WHILE Tom Lehman led a prayer service last Thursday, and while the players here have all worn black ribbons on their caps as a mark of respect to the late Heather Clarke, life continues on professional golf 's roundabout. That is the way of the world.
So when it emerged that Europe captain, Ian Woosnam, had apparently already offered Darren Clarke a wild card for next month's Ryder Cup matches, it was more evidence that the sport's wheel just keeps on turning.
The rumour that Woosnam was prepared to give the grieving Clarke the option of competing at the K Club had done the rounds of the Medinah media centre earlier in the week, but the American TV station, the Golf Channel, was the first to report the story, insisting that it had been briefed by two sources close to the European Tour.
It seems that Clarke might play in the Madrid Open, the week before the Ryder Cup, and if he believes his game is sharp enough, he would then take his place in the Europe line-up. If, however, he feels he would be unable to face the rigours of one of golf 's most demanding events, he would withdraw and Woosnam would offer the wild card to someone else.

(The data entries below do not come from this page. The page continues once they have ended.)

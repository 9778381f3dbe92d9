//! Per-camera capture engine.
//!
//! One worker thread per active camera; all blocking stream I/O stays on
//! that thread. The worker's lifecycle is an explicit state machine:
//!
//! ```text
//! Connecting -> Streaming -> (Stalled -> Reconnecting -> Streaming | Terminated)
//! ```
//!
//! Stopping is signal-and-forget: the controller flips an atomic flag and
//! moves on, the worker notices at its next loop check.

use std::sync::atomic::{AtomicBool, Ordering};
use std::sync::Arc;
use std::thread;
use std::time::{Duration, Instant};

use tracing::{debug, info, warn};

use crate::client::slot::FrameSlot;
use crate::client::source::{open_source, FrameSource};
use crate::Result;

/// Consecutive read failures before the stream counts as stalled.
pub const STALL_THRESHOLD: u32 = 50;
/// Window for the initial connection attempt.
pub const CONNECT_WINDOW: Duration = Duration::from_secs(10);
/// Pause before reopening a stalled stream.
pub const RECONNECT_DELAY: Duration = Duration::from_secs(2);
/// Window for reopening after a stall.
pub const RECONNECT_WINDOW: Duration = Duration::from_secs(5);
/// Per-attempt timeout when opening a source.
const OPEN_TIMEOUT: Duration = Duration::from_secs(5);

#[derive(Debug, Clone, Copy, PartialEq, Eq)]
pub enum WorkerState {
    Connecting,
    Streaming,
    Stalled,
    Reconnecting,
    Terminated,
}

#[derive(Debug, Clone, Copy, PartialEq, Eq)]
pub enum WorkerEvent {
    Opened,
    OpenFailed,
    FrameRead,
    ReadFailed { consecutive: u32 },
    ReopenStarted,
    ReopenSucceeded,
    ReopenFailed,
    Stopped,
}

/// Pure transition function driving the worker loop.
pub fn transition(state: WorkerState, event: WorkerEvent) -> WorkerState {
    use WorkerEvent as E;
    use WorkerState as S;

    match (state, event) {
        (_, E::Stopped) => S::Terminated,
        (S::Connecting, E::Opened) => S::Streaming,
        (S::Connecting, E::OpenFailed) => S::Terminated,
        (S::Streaming, E::FrameRead) => S::Streaming,
        (S::Streaming, E::ReadFailed { consecutive }) => {
            if consecutive > STALL_THRESHOLD {
                S::Stalled
            } else {
                S::Streaming
            }
        }
        (S::Stalled, E::ReopenStarted) => S::Reconnecting,
        (S::Reconnecting, E::ReopenSucceeded) => S::Streaming,
        (S::Reconnecting, E::ReopenFailed) => S::Terminated,
        (state, _) => state,
    }
}

/// How many frames to discard before keeping one. Reading ahead when the
/// slot still holds an unread frame keeps latency bounded by preferring the
/// newest frame over queued backlog.
pub fn frames_to_skip(slot_occupied: bool, frame_rate: f32) -> u32 {
    if slot_occupied {
        ((frame_rate / 10.0) as u32).max(2)
    } else {
        0
    }
}

/// Handle owned by the wall manager for one running capture worker.
pub struct CaptureHandle {
    pub camera_id: u32,
    stop: Arc<AtomicBool>,
    slot: Arc<FrameSlot>,
}

impl CaptureHandle {
    pub fn slot(&self) -> Arc<FrameSlot> {
        Arc::clone(&self.slot)
    }

    /// Signal the worker to stop. Does not wait for in-flight I/O; the
    /// thread self-terminates at its next loop check.
    pub fn stop(&self) {
        self.stop.store(true, Ordering::SeqCst);
    }
}

impl Drop for CaptureHandle {
    fn drop(&mut self) {
        self.stop();
    }
}

/// Start a capture worker. The stream URL is resolved inside the worker
/// thread so slow servers never block the caller.
pub fn spawn(
    camera_id: u32,
    camera_name: String,
    resolve_url: impl FnOnce() -> Result<String> + Send + 'static,
) -> CaptureHandle {
    let stop = Arc::new(AtomicBool::new(false));
    let slot = Arc::new(FrameSlot::new());

    let worker_stop = Arc::clone(&stop);
    let worker_slot = Arc::clone(&slot);
    let builder = thread::Builder::new().name(format!("camera-{}", camera_id));
    let spawned = builder.spawn(move || {
        worker_loop(camera_id, &camera_name, resolve_url, worker_stop, worker_slot)
    });
    if let Err(e) = spawned {
        warn!("Cannot spawn worker for camera {}: {}", camera_id, e);
    }

    CaptureHandle {
        camera_id,
        stop,
        slot,
    }
}

fn worker_loop(
    camera_id: u32,
    name: &str,
    resolve_url: impl FnOnce() -> Result<String>,
    stop: Arc<AtomicBool>,
    slot: Arc<FrameSlot>,
) {
    let url = match resolve_url() {
        Ok(url) => url,
        Err(e) => {
            // The cell keeps showing its placeholder; never fatal.
            warn!(camera = %name, "No stream URL: {}", e);
            return;
        }
    };

    info!(camera = %name, "Capture worker started");

    let mut state = WorkerState::Connecting;
    let mut source: Option<Box<dyn FrameSource>> = None;
    let mut consecutive_failures: u32 = 0;
    let mut frames: u64 = 0;
    let mut last_log = Instant::now();

    while state != WorkerState::Terminated {
        if stop.load(Ordering::SeqCst) {
            state = transition(state, WorkerEvent::Stopped);
            continue;
        }

        match state {
            WorkerState::Connecting => match open_with_retry(&url, CONNECT_WINDOW, &stop) {
                Some(opened) => {
                    info!(camera = %name, "Stream open ({:.0} fps nominal)", opened.frame_rate());
                    source = Some(opened);
                    state = transition(state, WorkerEvent::Opened);
                }
                None => {
                    warn!(camera = %name, "Cannot open stream within {:?}", CONNECT_WINDOW);
                    state = transition(state, WorkerEvent::OpenFailed);
                }
            },

            WorkerState::Streaming => {
                let Some(active) = source.as_mut() else {
                    state = transition(state, WorkerEvent::Stopped);
                    continue;
                };

                let skip = frames_to_skip(slot.is_occupied(), active.frame_rate());
                let mut latest = None;
                let mut failed = false;
                for _ in 0..=skip {
                    match active.read_frame() {
                        Ok(frame) => latest = Some(frame),
                        Err(e) => {
                            debug!(camera = %name, "Read failed: {}", e);
                            failed = true;
                            break;
                        }
                    }
                }

                if failed {
                    consecutive_failures += 1;
                    state = transition(
                        state,
                        WorkerEvent::ReadFailed {
                            consecutive: consecutive_failures,
                        },
                    );
                } else if let Some(frame) = latest {
                    consecutive_failures = 0;
                    frames += 1;
                    slot.put(frame);
                    state = transition(state, WorkerEvent::FrameRead);
                }

                if last_log.elapsed() > Duration::from_secs(30) {
                    debug!(camera = %name, "{} frames captured", frames);
                    last_log = Instant::now();
                }

                thread::sleep(if skip > 0 {
                    Duration::from_millis(1)
                } else {
                    Duration::from_millis(10)
                });
            }

            WorkerState::Stalled => {
                warn!(camera = %name, "Stream stalled after {} failed reads", consecutive_failures);
                source = None; // release the connection before reopening
                state = transition(state, WorkerEvent::ReopenStarted);
            }

            WorkerState::Reconnecting => {
                sleep_with_stop(RECONNECT_DELAY, &stop);
                match open_with_retry(&url, RECONNECT_WINDOW, &stop) {
                    Some(opened) => {
                        info!(camera = %name, "Reconnected");
                        source = Some(opened);
                        consecutive_failures = 0;
                        state = transition(state, WorkerEvent::ReopenSucceeded);
                    }
                    None => {
                        warn!(camera = %name, "Reconnect failed, giving up");
                        state = transition(state, WorkerEvent::ReopenFailed);
                    }
                }
            }

            WorkerState::Terminated => {}
        }
    }

    info!(camera = %name, "Capture worker stopped after {} frames", frames);
}

/// Try opening the source until it yields a first frame or the window
/// closes. The probe frame is discarded.
fn open_with_retry(
    url: &str,
    window: Duration,
    stop: &AtomicBool,
) -> Option<Box<dyn FrameSource>> {
    let deadline = Instant::now() + window;
    loop {
        if stop.load(Ordering::SeqCst) {
            return None;
        }
        match open_source(url, OPEN_TIMEOUT) {
            Ok(mut source) => match source.read_frame() {
                Ok(_) => return Some(source),
                Err(e) => debug!("Probe read failed: {}", e),
            },
            Err(e) => debug!("Open failed: {}", e),
        }
        if Instant::now() >= deadline {
            return None;
        }
        sleep_with_stop(Duration::from_secs(1), stop);
    }
}

fn sleep_with_stop(total: Duration, stop: &AtomicBool) {
    let deadline = Instant::now() + total;
    while Instant::now() < deadline {
        if stop.load(Ordering::SeqCst) {
            return;
        }
        thread::sleep(Duration::from_millis(100));
    }
}

#[cfg(test)]
mod tests {
    use super::*;
    use WorkerEvent as E;
    use WorkerState as S;

    #[test]
    fn happy_path_transitions() {
        let mut state = S::Connecting;
        state = transition(state, E::Opened);
        assert_eq!(state, S::Streaming);
        state = transition(state, E::FrameRead);
        assert_eq!(state, S::Streaming);
    }

    #[test]
    fn failures_below_threshold_keep_streaming() {
        let state = transition(
            S::Streaming,
            E::ReadFailed {
                consecutive: STALL_THRESHOLD,
            },
        );
        assert_eq!(state, S::Streaming);
    }

    #[test]
    fn exceeding_threshold_stalls_then_recovers_or_dies() {
        let stalled = transition(
            S::Streaming,
            E::ReadFailed {
                consecutive: STALL_THRESHOLD + 1,
            },
        );
        assert_eq!(stalled, S::Stalled);

        let reconnecting = transition(stalled, E::ReopenStarted);
        assert_eq!(reconnecting, S::Reconnecting);

        assert_eq!(transition(reconnecting, E::ReopenSucceeded), S::Streaming);
        assert_eq!(transition(reconnecting, E::ReopenFailed), S::Terminated);
    }

    #[test]
    fn open_failure_terminates() {
        assert_eq!(transition(S::Connecting, E::OpenFailed), S::Terminated);
    }

    #[test]
    fn stop_wins_from_every_state() {
        for state in [
            S::Connecting,
            S::Streaming,
            S::Stalled,
            S::Reconnecting,
            S::Terminated,
        ] {
            assert_eq!(transition(state, E::Stopped), S::Terminated);
        }
    }

    #[test]
    fn skip_ahead_scales_with_frame_rate() {
        assert_eq!(frames_to_skip(false, 25.0), 0);
        assert_eq!(frames_to_skip(true, 25.0), 2);
        assert_eq!(frames_to_skip(true, 60.0), 6);
        // Low-rate streams still skip a minimum of two.
        assert_eq!(frames_to_skip(true, 10.0), 2);
    }

    #[test]
    fn worker_with_unresolvable_url_exits_quietly() {
        let handle = spawn(9, "test".to_string(), || {
            Err(crate::WallError::Network("no server".to_string()))
        });
        // The worker never produces a frame and simply terminates.
        std::thread::sleep(Duration::from_millis(50));
        assert!(!handle.slot().is_occupied());
    }

    #[test]
    fn stop_flag_prevents_connection_attempts() {
        let handle = spawn(9, "test".to_string(), || {
            Ok("ftp://nowhere/stream".to_string())
        });
        handle.stop();
        std::thread::sleep(Duration::from_millis(50));
        assert!(!handle.slot().is_occupied());
    }
}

Colin Montgomerie has said that a Europe team without Clarke is a "weaker team", and Woosnam is clearly making a gesture of loyalty to a player who has performed with distinction in the last four Ryder Cups, and who under normal circumstances would have qualified by right.
On Friday, the US captain Tom Lehman endorsed Woosnam's decision saying it was "right" that Clarke would be given a wild card, but there have to be serious doubts over whether his participation in the matches, coming in the weeks after the tragic death of his wife, would in fact be good therapy.
Not alone is the Ryder Cup both highly emotional and highly pressurised, it is also an event in which the players' wives and partners have unusually public roles. There are dinners and social functions during the week, never mind the memories of previous Ryder Cups he shared with Heather, which would surely be too painful for Clarke to endure. The actual competition might offer a release or a distraction from his grief, but the off-course activities would simply put him under too much strain.
Tiger Woods missed his first cut in a major as a professional at the US Open on his return following his father's death, and Padraig Harrington spoke of how he felt like locking his clubs away when his father died last year, so to think that Clarke would be mentally prepared for the cauldron of a Ryder Cup so soon after such a profound personal loss is fanciful.
Meanwhile, Harrington will be travelling on to the WGC Bridgestone Invitational in Ohio haunted by the disappointment of a second successive missed cut at a major.
Rounds of 75 and 74 left him five off the mark, and all he could conclude was that from now on, he would play a tournament before a major.
For Paul McGinley, who withdrew to attend Heather Clarke's funeral, there was a smidgeon of good news. His four nearest challengers in the race for automatic Ryder Cup qualification . . . Paul Broadhurst, Johan Edfors, John Bickerton and Kenneth Ferrie . . . all missed the cut.